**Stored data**
//! Paged attention over the KV cache store
//!
//! Prefill attends causally over the prompt's own keys and values, then
//! stores them in the cache. Decode stores the new keys and values first and
//! attends over the cache blocks of each sequence, one split per block: every
//! split produces a partial output and the log-sum-exp of its scores, staged
//! in the intermediate tensor pool, and the partials are combined by
//! softmax-weighting their log-sum-exp values.

use crate::batch::{BoundBatch, SequenceSlot};
use crate::cache::KvCacheStore;
use crate::model::layers::{causal_mask, repeat_kv};
use crate::scratch::IntermediateTensorPool;
use candle_core::{DType, Tensor, D};
use candle_nn::ops::softmax_last_dim;
use shardline_common::{Result, ShardlineError};

/// Projected attention inputs for every token of a step
///
/// `query` is `[tokens, heads, head_dim]`, `key` and `value` are
/// `[tokens, kv_heads, head_dim]`, all after rotary embedding.
pub struct AttentionInput<'a> {
    pub query: &'a Tensor,
    pub key: &'a Tensor,
    pub value: &'a Tensor,
}

impl AttentionInput<'_> {
    fn n_rep(&self) -> Result<usize> {
        Ok(self.query.dim(1)? / self.key.dim(1)?)
    }

    fn scale(&self) -> Result<f64> {
        Ok(1.0 / (self.query.dim(2)? as f64).sqrt())
    }
}

/// Store this step's keys and values of every sequence in `layer`
pub fn write_kv(
    cache: &KvCacheStore,
    layer: usize,
    batch: &BoundBatch,
    input: &AttentionInput<'_>,
) -> Result<()> {
    let block_size = cache.shape().block_size;
    for seq in &batch.sequences {
        let start = seq.start_pos();
        for (block, slot, first, count) in seq.block_runs(start, seq.context_len, block_size) {
            let offset = seq.token_offset + first;
            cache.write(
                layer,
                block,
                slot,
                &input.key.narrow(0, offset, count)?,
                &input.value.narrow(0, offset, count)?,
            )?;
        }
    }
    Ok(())
}

/// Causal self-attention over each prompt, returning `[tokens, heads, head_dim]`
pub fn prefill_attention(
    cache: &KvCacheStore,
    layer: usize,
    batch: &BoundBatch,
    input: &AttentionInput<'_>,
) -> Result<Tensor> {
    let dtype = input.query.dtype();
    let device = input.query.device();
    let n_rep = input.n_rep()?;
    let scale = input.scale()?;

    let mut outputs = Vec::with_capacity(batch.sequences.len());
    for seq in &batch.sequences {
        let n = seq.num_new;
        let positions = &batch.positions[seq.token_offset..seq.token_offset + n];

        let q = heads_first(&input.query.narrow(0, seq.token_offset, n)?)?;
        let k = heads_first(&repeat_kv(&input.key.narrow(0, seq.token_offset, n)?, n_rep)?)?;
        let v = heads_first(&repeat_kv(&input.value.narrow(0, seq.token_offset, n)?, n_rep)?)?;

        let scores = (q.matmul(&k.t()?)? * scale)?;
        let mask = causal_mask(positions, seq.start_pos(), n, device)?;
        let probs = softmax_last_dim(&scores.broadcast_add(&mask)?)?;

        // [heads, n, d] -> [n, heads, d]
        outputs.push(probs.matmul(&v)?.transpose(0, 1)?);
    }

    write_kv(cache, layer, batch, input)?;
    Ok(Tensor::cat(&outputs, 0)?.to_dtype(dtype)?)
}

/// Split-KV attention of the new tokens over the cache, returning `[tokens, heads, head_dim]`
pub fn decode_attention(
    cache: &KvCacheStore,
    scratch: &IntermediateTensorPool,
    layer: usize,
    batch: &BoundBatch,
    input: &AttentionInput<'_>,
) -> Result<Tensor> {
    write_kv(cache, layer, batch, input)?;

    let mut outputs = Vec::with_capacity(batch.sequences.len());
    for seq in &batch.sequences {
        let splits = stage_splits(cache, scratch, layer, batch, seq, input)?;
        outputs.push(reduce_splits(scratch, seq, splits)?);
    }

    Ok(Tensor::cat(&outputs, 0)?.to_dtype(input.query.dtype())?)
}

/// Compute one partial per cache block and stage them in the pool rows of `seq`
fn stage_splits(
    cache: &KvCacheStore,
    scratch: &IntermediateTensorPool,
    layer: usize,
    batch: &BoundBatch,
    seq: &SequenceSlot,
    input: &AttentionInput<'_>,
) -> Result<usize> {
    let shape = scratch.shape()?;
    let block_size = cache.shape().block_size;
    let n_rep = input.n_rep()?;
    let scale = input.scale()?;
    let m = seq.num_new;
    let splits = seq.blocks.len();
    if splits > shape.kv_max_split_num {
        return Err(ShardlineError::invalid_input(format!(
            "sequence spans {} blocks, scratch holds {} splits",
            splits, shape.kv_max_split_num
        )));
    }

    let device = input.query.device();
    let positions = &batch.positions[seq.token_offset..seq.token_offset + m];
    let q = heads_first(&input.query.narrow(0, seq.token_offset, m)?.to_dtype(DType::F32)?)?;

    let mut partials = Vec::with_capacity(splits);
    let mut lses = Vec::with_capacity(splits);
    for (split, &block) in seq.blocks.iter().enumerate() {
        let key_start = split * block_size;
        let valid = block_size.min(seq.context_len - key_start);

        let (key, value) = cache.read_block(layer, block)?;
        let k = cached_heads(&key, valid, n_rep)?;
        let v = cached_heads(&value, valid, n_rep)?;

        // [heads, m, valid]
        let mut scores = (q.matmul(&k.t()?)? * scale)?;
        if m > 1 {
            scores = scores.broadcast_add(&causal_mask(positions, key_start, valid, device)?)?;
        }

        let max = scores.max_keepdim(D::Minus1)?;
        let exp = scores.broadcast_sub(&max)?.exp()?;
        let sum = exp.sum_keepdim(D::Minus1)?;
        let partial = exp.matmul(&v)?.broadcast_div(&sum)?;
        let lse = (max + sum.log()?)?;

        // [heads, m, d] -> [m, heads, 1, d] and [heads, m, 1] -> [m, heads, 1]
        partials.push(partial.transpose(0, 1)?.unsqueeze(2)?);
        lses.push(lse.transpose(0, 1)?);
    }

    let heads = q.dim(0)?;
    let unused = shape.kv_max_split_num - splits;
    if unused > 0 {
        partials.push(Tensor::zeros((m, heads, unused, shape.head_dim), DType::F32, device)?);
        lses.push(Tensor::zeros((m, heads, unused), DType::F32, device)?);
    }

    let mid = Tensor::cat(&partials, 2)?.contiguous()?;
    let mid_lse = Tensor::cat(&lses, 2)?.contiguous()?;
    scratch.mid_output()?.slice_set(&mid, 0, seq.token_offset)?;
    scratch.mid_output_lse()?.slice_set(&mid_lse, 0, seq.token_offset)?;
    Ok(splits)
}

/// Combine the staged partials of `seq`: `[m, heads, head_dim]`
fn reduce_splits(scratch: &IntermediateTensorPool, seq: &SequenceSlot, splits: usize) -> Result<Tensor> {
    let mid = scratch
        .mid_output()?
        .narrow(0, seq.token_offset, seq.num_new)?
        .narrow(2, 0, splits)?;
    let lse = scratch
        .mid_output_lse()?
        .narrow(0, seq.token_offset, seq.num_new)?
        .narrow(2, 0, splits)?;

    let weights = softmax_last_dim(&lse.contiguous()?)?.unsqueeze(3)?;
    Ok(mid.broadcast_mul(&weights)?.sum(2)?)
}

/// `[n, heads, d] -> [heads, n, d]`, contiguous
fn heads_first(x: &Tensor) -> Result<Tensor> {
    Ok(x.transpose(0, 1)?.contiguous()?.to_dtype(DType::F32)?)
}

/// First `valid` slots of a cached block `[kv_heads, block_size, d]`,
/// repeated to `[heads, valid, d]` in f32
fn cached_heads(block: &Tensor, valid: usize, n_rep: usize) -> Result<Tensor> {
    let rows = block.narrow(1, 0, valid)?.transpose(0, 1)?.contiguous()?;
    heads_first(&repeat_kv(&rows.to_dtype(DType::F32)?, n_rep)?)
}

#[cfg(test)]
mod tests {
    use super::*;
    use crate::batch::{bind, BatchLimits};
    use crate::cache::CacheShape;
    use crate::scratch::ScratchShape;
    use candle_core::Device;
    use rand::rngs::StdRng;
    use rand::{Rng, SeedableRng};
    use shardline_common::{BatchDescriptor, ModelDType};

    const HEADS: usize = 4;
    const KV_HEADS: usize = 2;
    const HEAD_DIM: usize = 8;
    const BLOCK: usize = 4;

    fn random(rng: &mut StdRng, shape: (usize, usize, usize)) -> Tensor {
        let data: Vec<f32> = (0..shape.0 * shape.1 * shape.2)
            .map(|_| rng.gen_range(-1.0..1.0))
            .collect();
        Tensor::from_vec(data, shape, &Device::Cpu).unwrap()
    }

    fn limits() -> BatchLimits {
        BatchLimits {
            max_batch_size: 2,
            max_input_len: 16,
            max_context_len: 24,
            max_n_spec_tokens: 2,
            vocab_size: 100,
            max_rows: 6,
            block_size: BLOCK,
            num_blocks: 8,
            dtype: ModelDType::Float32,
            padded_prefill: false,
        }
    }

    fn fixtures() -> (KvCacheStore, IntermediateTensorPool) {
        let shape = CacheShape::from_alloc(&[8, KV_HEADS, BLOCK, HEAD_DIM]).unwrap();
        let cache = KvCacheStore::allocate(shape, 1, DType::F32, &Device::Cpu, None).unwrap();
        let mut scratch = IntermediateTensorPool::new();
        scratch
            .initialize(
                ScratchShape {
                    max_tokens: 6,
                    num_heads: HEADS,
                    kv_max_split_num: 6,
                    head_dim: HEAD_DIM,
                },
                &Device::Cpu,
            )
            .unwrap();
        (cache, scratch)
    }

    fn descriptor(lengths: Vec<usize>, tables: Vec<Vec<i64>>, is_prompts: bool, spec: usize) -> BatchDescriptor {
        BatchDescriptor {
            batch_size: lengths.len(),
            sequence_lengths: lengths,
            block_tables: tables,
            is_prompts,
            use_spec_dec: spec > 0,
            num_tokens_to_verify: spec,
            dtype: None,
        }
    }

    fn assert_close(a: &Tensor, b: &Tensor) {
        let a = a.flatten_all().unwrap().to_vec1::<f32>().unwrap();
        let b = b.flatten_all().unwrap().to_vec1::<f32>().unwrap();
        assert_eq!(a.len(), b.len());
        for (x, y) in a.iter().zip(&b) {
            assert!((x - y).abs() < 1e-4, "{} vs {}", x, y);
        }
    }

    #[test]
    fn test_split_decode_matches_full_attention() {
        // A 10-token prompt over blocks 5, 1, 6 followed by a 3-token speculative step
        let (cache, scratch) = fixtures();
        let mut rng = StdRng::seed_from_u64(3);
        let table = vec![vec![5, 1, 6, 3]];

        let q = random(&mut rng, (13, HEADS, HEAD_DIM));
        let k = random(&mut rng, (13, KV_HEADS, HEAD_DIM));
        let v = random(&mut rng, (13, KV_HEADS, HEAD_DIM));

        let prompt = bind(&descriptor(vec![10], table.clone(), true, 0), &[1; 10], &limits()).unwrap();
        let prompt_input = AttentionInput {
            query: &q.narrow(0, 0, 10).unwrap(),
            key: &k.narrow(0, 0, 10).unwrap(),
            value: &v.narrow(0, 0, 10).unwrap(),
        };
        prefill_attention(&cache, 0, &prompt, &prompt_input).unwrap();

        let step = bind(&descriptor(vec![13], table, false, 2), &[1; 3], &limits()).unwrap();
        let step_input = AttentionInput {
            query: &q.narrow(0, 10, 3).unwrap(),
            key: &k.narrow(0, 10, 3).unwrap(),
            value: &v.narrow(0, 10, 3).unwrap(),
        };
        let decoded = decode_attention(&cache, &scratch, 0, &step, &step_input).unwrap();

        // Same 13 tokens attended in one causal pass
        let full = bind(&descriptor(vec![13], vec![vec![0, 2, 4, 7]], true, 0), &[1; 13], &limits()).unwrap();
        let input = AttentionInput {
            query: &q,
            key: &k,
            value: &v,
        };
        let reference = prefill_attention(&cache, 0, &full, &input).unwrap();

        assert_eq!(decoded.dims(), &[3, HEADS, HEAD_DIM]);
        assert_close(&decoded, &reference.narrow(0, 10, 3).unwrap());
    }

    #[test]
    fn test_writes_stay_in_referenced_blocks() {
        let (cache, scratch) = fixtures();
        let mut rng = StdRng::seed_from_u64(9);

        let batch = bind(
            &descriptor(vec![3, 6], vec![vec![2, -1], vec![4, 0]], true, 0),
            &[1; 9],
            &limits(),
        )
        .unwrap();
        let q = random(&mut rng, (9, HEADS, HEAD_DIM));
        let k = random(&mut rng, (9, KV_HEADS, HEAD_DIM));
        let v = random(&mut rng, (9, KV_HEADS, HEAD_DIM));
        let input = AttentionInput {
            query: &q,
            key: &k,
            value: &v,
        };
        prefill_attention(&cache, 0, &batch, &input).unwrap();
        assert_eq!(cache.nonzero_blocks(0).unwrap(), vec![0, 2, 4]);

        // one decode token for the first sequence lands at slot 3 of block 2
        let step = bind(&descriptor(vec![4, 7], vec![vec![2], vec![4, 0]], false, 0), &[1, 1], &limits()).unwrap();
        let q = random(&mut rng, (2, HEADS, HEAD_DIM));
        let k = random(&mut rng, (2, KV_HEADS, HEAD_DIM));
        let input = AttentionInput {
            query: &q,
            key: &k,
            value: &k,
        };
        decode_attention(&cache, &scratch, 0, &step, &input).unwrap();
        assert_eq!(cache.nonzero_blocks(0).unwrap(), vec![0, 2, 4]);

        let (stored, _) = cache.read_block(0, 2).unwrap();
        let stored = stored.narrow(1, 3, 1).unwrap().squeeze(1).unwrap();
        assert_close(&stored, &k.get(0).unwrap());
    }
}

**Work request**
Copy the records above faithfully. Begin at their first line, end at the line containing "per block: every", and include nothing else.

**Result**
//! Paged attention over the KV cache store
//!
//! Prefill attends causally over the prompt's own keys and values, then
//! stores them in the cache. Decode stores the new keys and values first and
//! attends over the cache blocks of each sequence, one split per block: every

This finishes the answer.